Journal article data collection and creation
As detailed in Collections policy recommendations, the end goal of Knowledge for All is to collect journal article metadata for all current and past scholarly journals in all subject areas and languages. Metadata elements details specific data elements needed for different types of content in the database. This document identifies and analyzes different methods for collecting and generating past and current journal article metadata. These ideas were generated through reading discussions on relevant listservs; informal interviews with librarians, researchers, and developers; extensive Internet searching for metadata repositories; and initial research conducted by Carly Currie, Mary Zazelenchuk, Andrea Crabbe, and Alyssa Graybeal.
Most of the journal article data needed is factual data (such as title, author, year), which, as discussed in Copyright of journal article metadata, can be more easily harvested from existing collections of metadata without violating copyright compared to subject terms and abstracts, which are subject to copyright as literary works. Below I identify potential sources of factual journal article metadata and methods for collecting or generating factual journal article metadata. The accompanying Metadata Sources document lists specific collections of journal article metadata that could be potentially harvested or acquired for the Knowledge for All database. These are by not means exhaustive, but they give a sense of what is available and what to consider in selecting methods and sources. They are categorized by type of metadata source, which corresponds with the categories noted here. I address subject indexing and abstracts in a separate document.
An important partner and resource in collecting journal article data is the Open Knowledge Foundation's Open Bibliographic Data Working Group, which is making different kinds of bibliographic data open and harvestable. It is recommended that Knowledge for All work closely with this group to share strategies and resources.
Summary of general recommendations for metadata collection and creation:
- Even when a source's data is explicitly open access and harvestable, Knowledge for All should contact the organization and obtain permission to harvest the data, making it clear that the data will become ODC-By.
- Clear and precise data standards should be created, agreed upon, maintained, and distributed to editors to ensure consistent and high quality metadata.
- Design the Knowledge for All system so that data can be uploaded in a wide variety of formats and schemas.
- Develop a robust system for identifying and managing duplicate article records.

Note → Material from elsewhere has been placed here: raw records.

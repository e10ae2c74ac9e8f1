//! HTTP middleware stack for storefront.
//!
//! # Middleware Order (outermost first)
//!
//! 1. Sentry layers (capture errors, added in `main`)
//! 2. `TraceLayer` (request span with an empty `request_id` field)
//! 3. Request ID (fills `request_id` and echoes it in the response)
//! 4. Security headers (CSP, frame and referrer policies)
//! 5. Session layer (tower-sessions with an in-memory store)
//!
//! Handlers read per-visitor state through the [`ShopSession`] extractor,
//! which locks the visitor's entry in the shop store for the request.

pub mod request_id;
pub mod security_headers;
pub mod session;
pub mod shop_session;

pub use request_id::{REQUEST_ID_HEADER, request_id_middleware};
pub use security_headers::security_headers_middleware;
pub use session::create_session_layer;
pub use shop_session::ShopSession;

- Prioritize metadata sources that follow open data standards and open access principles.
Publishers
Publishers may be willing to provide their journal article metadata to Knowledge for All as a means of publicizing their content. Willing publishers could enter into a data sharing agreement with Knowledge for All and either upload their data into the system as it becomes available or have their data automatically harvested at regularly scheduled intervals. We could request both current and past data from publishers.
This option may appeal more to open access publishers and non-profit publishers. Some open access publishers, such as Public Library of Science, have already been contacted and have expressed a desire to share their data. Other open access and non-profit publishers should be approached. Commercial publishers should also be approached, especially smaller ones, and possibly when Knowledge for All has reached a more advanced stage of development and popularity.
Another group of publishers that may be interested in providing their journal article metadata is organizations that publish journals in non-Western countries and languages other than English, as this group may feel neglected by commercial publishers and want a new way to publicize their content.
Publishers are not included in the Metadata Sources document, with the exception of Public Library of Science and BioMed Central, because there are so many.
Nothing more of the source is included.